__ABOUT THIS TASK__: Look through the data below. Show each line where the string "TweenTarget" occurs.

################

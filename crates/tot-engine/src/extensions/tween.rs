// extensions/tween.rs
//
// Tween system — manages animated value transitions by EntityId.
// Tweens are timestamp-driven: progress is a pure function of the frame
// timestamp, so a dropped frame skips ahead instead of drifting.
//
// Usage:
//   let mut tweens = TweenState::new();
//   tweens.add(entity_id, Tween::position(from, to, 300.0, Easing::CubicOut), now_ms);
//   tweens.tick(now_ms, &mut store, &mut events, max_events);

use std::collections::HashMap;

use glam::Vec2;

use crate::api::game::push_event_capped;
use crate::api::types::{EntityId, GameEvent};
use crate::components::entity::Lifecycle;
use crate::core::store::EntityStore;

use super::easing::{ease, ease_vec2, Easing};

/// What property a tween animates.
#[derive(Debug, Clone, Copy)]
pub enum TweenTarget {
    /// Animate Entity.pos
    Position { from: Vec2, to: Vec2 },
    /// Animate Entity.scale (uniform)
    Scale { from: f32, to: f32 },
    /// Animate Entity.alpha
    Alpha { from: f32, to: f32 },
}

/// What happens to the entity when a tween completes.
#[derive(Debug, Clone, Copy, PartialEq, Eq, Default)]
pub enum FinishAction {
    /// Nothing beyond removing the tween.
    #[default]
    None,
    /// The tween was a return flight: snap to the exact home position,
    /// drop back to the home layer, go Active again, and announce
    /// `ReturnFinished`.
    SettleHome,
}

/// A single one-shot tween.
#[derive(Debug, Clone)]
pub struct Tween {
    /// What to animate.
    pub target: TweenTarget,
    /// Timestamp the tween started; stamped by `TweenState::add`.
    pub start_ms: f64,
    /// Duration in milliseconds.
    pub duration_ms: f32,
    /// Easing function.
    pub easing: Easing,
    /// Completion behavior.
    pub finish: FinishAction,
}

impl Tween {
    /// Create a position tween.
    pub fn position(from: Vec2, to: Vec2, duration_ms: f32, easing: Easing) -> Self {
        Self {
            target: TweenTarget::Position { from, to },
            start_ms: 0.0,
            duration_ms,
            easing,
            finish: FinishAction::None,
        }
    }

    /// Create a uniform scale tween.
    pub fn scale(from: f32, to: f32, duration_ms: f32, easing: Easing) -> Self {
        Self {
            target: TweenTarget::Scale { from, to },
            start_ms: 0.0,
            duration_ms,
            easing,
            finish: FinishAction::None,
        }
    }

    /// Create an alpha (fade) tween.
    pub fn alpha(from: f32, to: f32, duration_ms: f32, easing: Easing) -> Self {
        Self {
            target: TweenTarget::Alpha { from, to },
            start_ms: 0.0,
            duration_ms,
            easing,
            finish: FinishAction::None,
        }
    }

    pub fn with_finish(mut self, finish: FinishAction) -> Self {
        self.finish = finish;
        self
    }

    /// Normalized progress [0, 1] at `now_ms`.
    pub fn progress(&self, now_ms: f64) -> f32 {
        if self.duration_ms <= 0.0 {
            return 1.0;
        }
        ((now_ms - self.start_ms) as f32 / self.duration_ms).clamp(0.0, 1.0)
    }
}

/// Handle to a tween for later reference.
#[derive(Debug, Clone, Copy, PartialEq, Eq, Hash)]
pub struct TweenId(pub u32);

/// Manages all active tweens.
#[derive(Debug, Default)]
pub struct TweenState {
    tweens: HashMap<TweenId, (EntityId, Tween)>,
    next_id: u32,
}

impl TweenState {
    pub fn new() -> Self {
        Self::default()
    }

    /// Add a tween for an entity, starting at `now_ms`.
    /// Returns a handle for later control.
    pub fn add(&mut self, entity: EntityId, mut tween: Tween, now_ms: f64) -> TweenId {
        tween.start_ms = now_ms;
        let id = TweenId(self.next_id);
        self.next_id += 1;
        self.tweens.insert(id, (entity, tween));
        id
    }

    /// Remove a tween by handle.
    pub fn remove(&mut self, id: TweenId) -> bool {
        self.tweens.remove(&id).is_some()
    }

    /// Remove all tweens for an entity.
    pub fn remove_entity(&mut self, entity: EntityId) {
        self.tweens.retain(|_, (e, _)| *e != entity);
    }

    /// Get a tween by handle.
    pub fn get(&self, id: TweenId) -> Option<&Tween> {
        self.tweens.get(&id).map(|(_, t)| t)
    }

    /// Advance all tweens to `now_ms` and apply them to entities.
    /// Returns the number of tweens that completed this tick.
    pub fn tick(
        &mut self,
        now_ms: f64,
        store: &mut EntityStore,
        events: &mut Vec<GameEvent>,
        max_events: usize,
    ) -> usize {
        let mut completed = Vec::new();

        for (&id, (entity_id, tween)) in self.tweens.iter_mut() {
            let t = tween.progress(now_ms);

            let entity = match store.get_mut(*entity_id) {
                Some(e) => e,
                None => {
                    // Entity left the store mid-flight; drop the tween silently.
                    completed.push((id, None));
                    continue;
                }
            };

            match tween.target {
                TweenTarget::Position { from, to } => {
                    entity.pos = ease_vec2(from, to, t, tween.easing);
                }
                TweenTarget::Scale { from, to } => {
                    entity.scale = ease(from, to, t, tween.easing);
                }
                TweenTarget::Alpha { from, to } => {
                    entity.alpha = ease(from, to, t, tween.easing);
                }
            }

            if t >= 1.0 {
                if tween.finish == FinishAction::SettleHome {
                    entity.pos = entity.home;
                    entity.layer = entity.home_layer;
                    entity.state = Lifecycle::Active;
                    completed.push((id, Some(*entity_id)));
                } else {
                    completed.push((id, None));
                }
            }
        }

        let count = completed.len();
        for (id, settled) in completed {
            self.tweens.remove(&id);
            if let Some(entity_id) = settled {
                push_event_capped(events, max_events, GameEvent::ReturnFinished { id: entity_id });
            }
        }

        count
    }

    /// Number of active tweens.
    pub fn len(&self) -> usize {
        self.tweens.len()
    }

    /// Whether there are no active tweens.
    pub fn is_empty(&self) -> bool {
        self.tweens.is_empty()
    }

    /// Clear all tweens.
    pub fn clear(&mut self) {
        self.tweens.clear();
    }
}

#[cfg(test)]
mod tests {
    use super::*;
    use crate::api::types::EntityKind;
    use crate::components::entity::Entity;
    use crate::components::layer::Layer;

    fn store_with_entity() -> (EntityStore, EntityId) {
        let mut store = EntityStore::new();
        let id = store.spawn(Entity::new(EntityKind(1)).with_pos(Vec2::ZERO));
        (store, id)
    }

    #[test]
    fn tween_position_by_timestamp() {
        let mut tweens = TweenState::new();
        let (mut store, id) = store_with_entity();
        let mut events = Vec::new();

        tweens.add(
            id,
            Tween::position(Vec2::ZERO, Vec2::new(100.0, 0.0), 1000.0, Easing::Linear),
            0.0,
        );

        tweens.tick(500.0, &mut store, &mut events, 64);
        assert!((store.get(id).unwrap().pos.x - 50.0).abs() < 0.01);

        tweens.tick(1000.0, &mut store, &mut events, 64);
        assert!((store.get(id).unwrap().pos.x - 100.0).abs() < 0.01);
        assert!(tweens.is_empty());
    }

    #[test]
    fn late_frame_lands_exactly_at_end() {
        let mut tweens = TweenState::new();
        let (mut store, id) = store_with_entity();
        let mut events = Vec::new();

        tweens.add(
            id,
            Tween::position(Vec2::ZERO, Vec2::new(100.0, 40.0), 300.0, Easing::CubicOut),
            0.0,
        );

        // One giant frame well past the duration.
        tweens.tick(5000.0, &mut store, &mut events, 64);
        let e = store.get(id).unwrap();
        assert_eq!(e.pos, Vec2::new(100.0, 40.0));
        assert!(tweens.is_empty());
    }

    #[test]
    fn settle_home_restores_entity_and_reports() {
        let mut tweens = TweenState::new();
        let mut store = EntityStore::new();
        let id = store.spawn(
            Entity::new(EntityKind(1))
                .with_pos(Vec2::new(20.0, 30.0))
                .with_layer(Layer::Playfield),
        );
        {
            let e = store.get_mut(id).unwrap();
            e.state = Lifecycle::Returning;
            e.layer = Layer::Drag;
            e.pos = Vec2::new(300.0, 300.0);
        }
        let mut events = Vec::new();

        tweens.add(
            id,
            Tween::position(Vec2::new(300.0, 300.0), Vec2::new(20.0, 30.0), 300.0, Easing::CubicOut)
                .with_finish(FinishAction::SettleHome),
            0.0,
        );
        tweens.tick(300.0, &mut store, &mut events, 64);

        let e = store.get(id).unwrap();
        assert_eq!(e.pos, Vec2::new(20.0, 30.0));
        assert_eq!(e.state, Lifecycle::Active);
        assert_eq!(e.layer, Layer::Playfield);
        assert_eq!(events, vec![GameEvent::ReturnFinished { id }]);
    }

    #[test]
    fn orphaned_tween_is_dropped_silently() {
        let mut tweens = TweenState::new();
        let (mut store, id) = store_with_entity();
        let mut events = Vec::new();

        tweens.add(
            id,
            Tween::position(Vec2::ZERO, Vec2::ONE, 1000.0, Easing::Linear)
                .with_finish(FinishAction::SettleHome),
            0.0,
        );
        store.despawn(id);

        tweens.tick(100.0, &mut store, &mut events, 64);
        assert!(tweens.is_empty());
        assert!(events.is_empty());
    }

    #[test]
    fn remove_entity_tweens() {
        let mut tweens = TweenState::new();
        let id = EntityId(1);

        tweens.add(id, Tween::position(Vec2::ZERO, Vec2::ONE, 1000.0, Easing::Linear), 0.0);
        tweens.add(id, Tween::alpha(1.0, 0.0, 1000.0, Easing::Linear), 0.0);

        assert_eq!(tweens.len(), 2);
        tweens.remove_entity(id);
        assert!(tweens.is_empty());
    }
}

################

__OUTPUT BELOW__:
pub enum TweenTarget {
    pub target: TweenTarget,
            target: TweenTarget::Position { from, to },
            target: TweenTarget::Scale { from, to },
            target: TweenTarget::Alpha { from, to },
                TweenTarget::Position { from, to } => {
                TweenTarget::Scale { from, to } => {
                TweenTarget::Alpha { from, to } => {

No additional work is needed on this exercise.